Source material:

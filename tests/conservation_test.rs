//! Randomised operation sequences checked against a simple model: usage is
//! conserved between user and group ledgers and never exceeds a limit.

use std::collections::HashMap;

use rand::rngs::StdRng;
use rand::{Rng, SeedableRng};
use ugm_tracker::builders::build_registry;
use ugm_tracker::config::TrackerConfig;
use ugm_tracker::core::{Resource, UsageRegistry, UserGroup};

const PATHS: [&str; 4] = ["root.p1", "root.p2.y.z", "root.p2", "root.p1.x"];
const APPS: usize = 12;
const USER_CAP: i64 = 8;

struct App {
    id: String,
    user: UserGroup,
    path: &'static str,
}

fn apps() -> Vec<App> {
    let users = [
        UserGroup::new("user-0", ["dev"]),
        UserGroup::new("user-1", ["dev"]),
        UserGroup::new("user-2", ["ops"]),
    ];
    (0..APPS)
        .map(|i| App {
            id: format!("app-{i}"),
            user: users[i % users.len()].clone(),
            path: PATHS[i % PATHS.len()],
        })
        .collect()
}

fn registry() -> UsageRegistry {
    let cfg = TrackerConfig::from_json_str(&format!(
        r#"{{"limits": [{{"queue_path": "root.p1", "users": ["user-0"], "max_resources": {{"vcore": {USER_CAP}}}}}]}}"#
    ))
    .unwrap();
    build_registry(&cfg, None).unwrap()
}

fn vcore(n: i64) -> Resource {
    Resource::from_pairs([("vcore", n)])
}

fn user_usage(registry: &UsageRegistry, user: &str) -> i64 {
    registry
        .user_resource_usage(user)
        .map_or(0, |u| u.queues.resource_usage.get("vcore"))
}

fn group_usage(registry: &UsageRegistry, group: &str) -> i64 {
    registry
        .group_resource_usage(group)
        .map_or(0, |g| g.queues.resource_usage.get("vcore"))
}

fn check(registry: &UsageRegistry, apps: &[App], model: &HashMap<usize, i64>) {
    let expected = |pred: &dyn Fn(&App) -> bool| -> i64 {
        model
            .iter()
            .filter(|(i, _)| pred(&apps[**i]))
            .map(|(_, usage)| usage)
            .sum()
    };
    for user in ["user-0", "user-1", "user-2"] {
        assert_eq!(user_usage(registry, user), expected(&|app: &App| app.user.user == user));
    }
    for group in ["dev", "ops"] {
        assert_eq!(
            group_usage(registry, group),
            expected(&|app: &App| app.user.groups[0] == group)
        );
    }
    let limited = registry
        .user_resource_usage("user-0")
        .and_then(|u| u.queues.find("root.p1").map(|n| n.resource_usage.get("vcore")))
        .unwrap_or(0);
    assert!(limited <= USER_CAP);
}

fn run(seed: u64, steps: usize) {
    let mut rng = StdRng::seed_from_u64(seed);
    let apps = apps();
    let registry = registry();
    let mut model: HashMap<usize, i64> = HashMap::new();

    for _ in 0..steps {
        let i = rng.random_range(0..APPS);
        let app = &apps[i];
        match model.get(&i).copied() {
            Some(current) if rng.random_bool(0.4) => {
                let amount = rng.random_range(1..=current);
                let remove = amount == current;
                registry
                    .decrease_tracked_resource(app.path, &app.id, &vcore(amount), &app.user, remove)
                    .unwrap();
                if remove {
                    model.remove(&i);
                } else {
                    model.insert(i, current - amount);
                }
            }
            current => {
                let amount = rng.random_range(1..=5);
                if registry
                    .increase_tracked_resource(app.path, &app.id, &vcore(amount), &app.user)
                    .is_ok()
                {
                    model.insert(i, current.unwrap_or(0) + amount);
                }
            }
        }
        check(&registry, &apps, &model);
    }

    for (i, usage) in model.drain() {
        let app = &apps[i];
        registry
            .decrease_tracked_resource(app.path, &app.id, &vcore(usage), &app.user, true)
            .unwrap();
    }
    for user in registry.users_resource_usage() {
        assert_eq!(user.queues.resource_usage.get("vcore"), 0);
        assert!(user.queues.running_applications.is_empty());
        assert!(user.groups.is_empty());
    }
    assert!(registry.groups_resource_usage().is_empty());
}

#[test]
fn test_usage_is_conserved_for_random_sequences() {
    for seed in [7, 42, 1234] {
        run(seed, 500);
    }
}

Task description: Extract the first line above and each line after it up to and including the one with "use ugm_tracker::config::TrackerConfig;", please, exactly and with nothing else.

Result of the exercise:
filename tests/conservation_test.rs
//! Randomised operation sequences checked against a simple model: usage is
//! conserved between user and group ledgers and never exceeds a limit.

use std::collections::HashMap;

use rand::rngs::StdRng;
use rand::{Rng, SeedableRng};
use ugm_tracker::builders::build_registry;
use ugm_tracker::config::TrackerConfig;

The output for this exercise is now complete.